Copy, from the entries below, each line in which the string "push" appears.

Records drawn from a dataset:

====

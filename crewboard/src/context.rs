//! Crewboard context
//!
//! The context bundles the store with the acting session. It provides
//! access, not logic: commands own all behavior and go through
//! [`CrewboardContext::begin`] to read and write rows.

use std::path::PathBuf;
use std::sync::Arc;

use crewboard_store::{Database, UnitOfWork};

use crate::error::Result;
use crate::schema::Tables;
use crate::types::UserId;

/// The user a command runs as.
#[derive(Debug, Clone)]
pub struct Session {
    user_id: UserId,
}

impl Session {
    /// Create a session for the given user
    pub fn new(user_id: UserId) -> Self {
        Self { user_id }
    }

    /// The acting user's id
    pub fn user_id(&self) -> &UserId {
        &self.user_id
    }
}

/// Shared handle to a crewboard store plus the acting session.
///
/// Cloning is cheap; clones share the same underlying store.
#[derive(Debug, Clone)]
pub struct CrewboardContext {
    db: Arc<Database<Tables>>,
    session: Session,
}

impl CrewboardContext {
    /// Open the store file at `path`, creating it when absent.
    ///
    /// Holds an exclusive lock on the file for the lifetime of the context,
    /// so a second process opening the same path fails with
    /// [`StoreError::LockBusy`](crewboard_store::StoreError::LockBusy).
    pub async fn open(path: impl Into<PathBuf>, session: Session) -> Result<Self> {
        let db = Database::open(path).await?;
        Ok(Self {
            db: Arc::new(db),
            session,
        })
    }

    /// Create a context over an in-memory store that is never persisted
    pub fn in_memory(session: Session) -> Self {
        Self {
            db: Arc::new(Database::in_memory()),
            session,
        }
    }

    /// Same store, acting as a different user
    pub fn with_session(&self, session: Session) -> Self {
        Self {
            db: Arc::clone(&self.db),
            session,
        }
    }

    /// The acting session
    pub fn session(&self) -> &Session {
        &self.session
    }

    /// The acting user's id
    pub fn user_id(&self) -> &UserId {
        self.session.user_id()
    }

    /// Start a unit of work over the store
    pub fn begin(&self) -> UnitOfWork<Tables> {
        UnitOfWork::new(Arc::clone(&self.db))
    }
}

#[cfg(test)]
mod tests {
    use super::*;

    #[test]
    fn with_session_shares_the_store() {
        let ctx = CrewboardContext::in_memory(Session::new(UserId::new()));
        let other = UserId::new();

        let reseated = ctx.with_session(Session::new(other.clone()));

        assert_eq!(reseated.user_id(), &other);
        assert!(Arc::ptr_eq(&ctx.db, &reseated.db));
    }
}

====

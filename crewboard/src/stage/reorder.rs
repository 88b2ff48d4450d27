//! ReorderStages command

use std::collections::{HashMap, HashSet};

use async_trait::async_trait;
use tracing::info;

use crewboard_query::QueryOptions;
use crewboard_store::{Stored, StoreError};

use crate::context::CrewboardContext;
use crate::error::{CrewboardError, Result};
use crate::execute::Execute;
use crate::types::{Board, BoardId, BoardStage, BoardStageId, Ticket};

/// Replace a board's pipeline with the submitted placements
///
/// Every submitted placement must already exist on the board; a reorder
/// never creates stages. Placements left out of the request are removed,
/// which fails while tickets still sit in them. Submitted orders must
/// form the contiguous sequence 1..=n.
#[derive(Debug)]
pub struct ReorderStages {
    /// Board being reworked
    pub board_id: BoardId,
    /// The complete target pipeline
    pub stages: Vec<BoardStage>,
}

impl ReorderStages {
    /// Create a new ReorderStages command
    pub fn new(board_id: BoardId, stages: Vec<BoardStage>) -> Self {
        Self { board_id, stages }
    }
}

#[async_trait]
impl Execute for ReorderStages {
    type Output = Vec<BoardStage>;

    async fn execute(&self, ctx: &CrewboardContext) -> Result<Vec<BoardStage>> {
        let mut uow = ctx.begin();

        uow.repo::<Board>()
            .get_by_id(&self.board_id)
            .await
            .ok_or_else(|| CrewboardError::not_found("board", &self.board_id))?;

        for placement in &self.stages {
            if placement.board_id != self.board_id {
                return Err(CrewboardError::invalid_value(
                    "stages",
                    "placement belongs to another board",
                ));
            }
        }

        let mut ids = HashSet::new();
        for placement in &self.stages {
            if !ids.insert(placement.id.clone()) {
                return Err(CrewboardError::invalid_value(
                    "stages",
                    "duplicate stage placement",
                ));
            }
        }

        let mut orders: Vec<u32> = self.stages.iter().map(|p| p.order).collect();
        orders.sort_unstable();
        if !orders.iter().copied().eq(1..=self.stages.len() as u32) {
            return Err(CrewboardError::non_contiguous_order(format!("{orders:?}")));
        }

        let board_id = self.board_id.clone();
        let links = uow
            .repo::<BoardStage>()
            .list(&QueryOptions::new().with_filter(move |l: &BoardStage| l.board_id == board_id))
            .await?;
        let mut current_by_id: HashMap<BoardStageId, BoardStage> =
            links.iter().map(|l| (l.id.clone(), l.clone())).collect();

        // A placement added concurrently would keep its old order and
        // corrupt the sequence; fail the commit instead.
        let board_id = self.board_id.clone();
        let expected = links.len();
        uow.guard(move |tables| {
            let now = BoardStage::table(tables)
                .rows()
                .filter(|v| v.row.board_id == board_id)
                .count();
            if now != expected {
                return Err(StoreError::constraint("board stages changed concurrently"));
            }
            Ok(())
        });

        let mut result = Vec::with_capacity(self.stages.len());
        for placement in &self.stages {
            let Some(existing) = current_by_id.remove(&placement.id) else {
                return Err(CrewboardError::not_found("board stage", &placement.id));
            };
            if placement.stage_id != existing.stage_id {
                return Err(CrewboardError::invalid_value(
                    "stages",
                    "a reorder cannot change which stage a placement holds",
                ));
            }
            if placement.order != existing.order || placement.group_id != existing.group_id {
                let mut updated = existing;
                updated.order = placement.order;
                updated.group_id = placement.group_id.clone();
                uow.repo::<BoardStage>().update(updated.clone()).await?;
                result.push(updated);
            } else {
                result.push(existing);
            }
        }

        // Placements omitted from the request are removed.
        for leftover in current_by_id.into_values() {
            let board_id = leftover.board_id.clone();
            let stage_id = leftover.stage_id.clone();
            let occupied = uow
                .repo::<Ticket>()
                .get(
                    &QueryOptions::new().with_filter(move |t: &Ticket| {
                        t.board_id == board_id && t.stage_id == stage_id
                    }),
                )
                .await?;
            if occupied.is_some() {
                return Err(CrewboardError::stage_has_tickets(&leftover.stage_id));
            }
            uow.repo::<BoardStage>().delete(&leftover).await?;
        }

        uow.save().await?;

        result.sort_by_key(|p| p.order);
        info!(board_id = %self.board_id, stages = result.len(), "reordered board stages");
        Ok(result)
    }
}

====

→ Output of the task
                result.push(updated);
                result.push(existing);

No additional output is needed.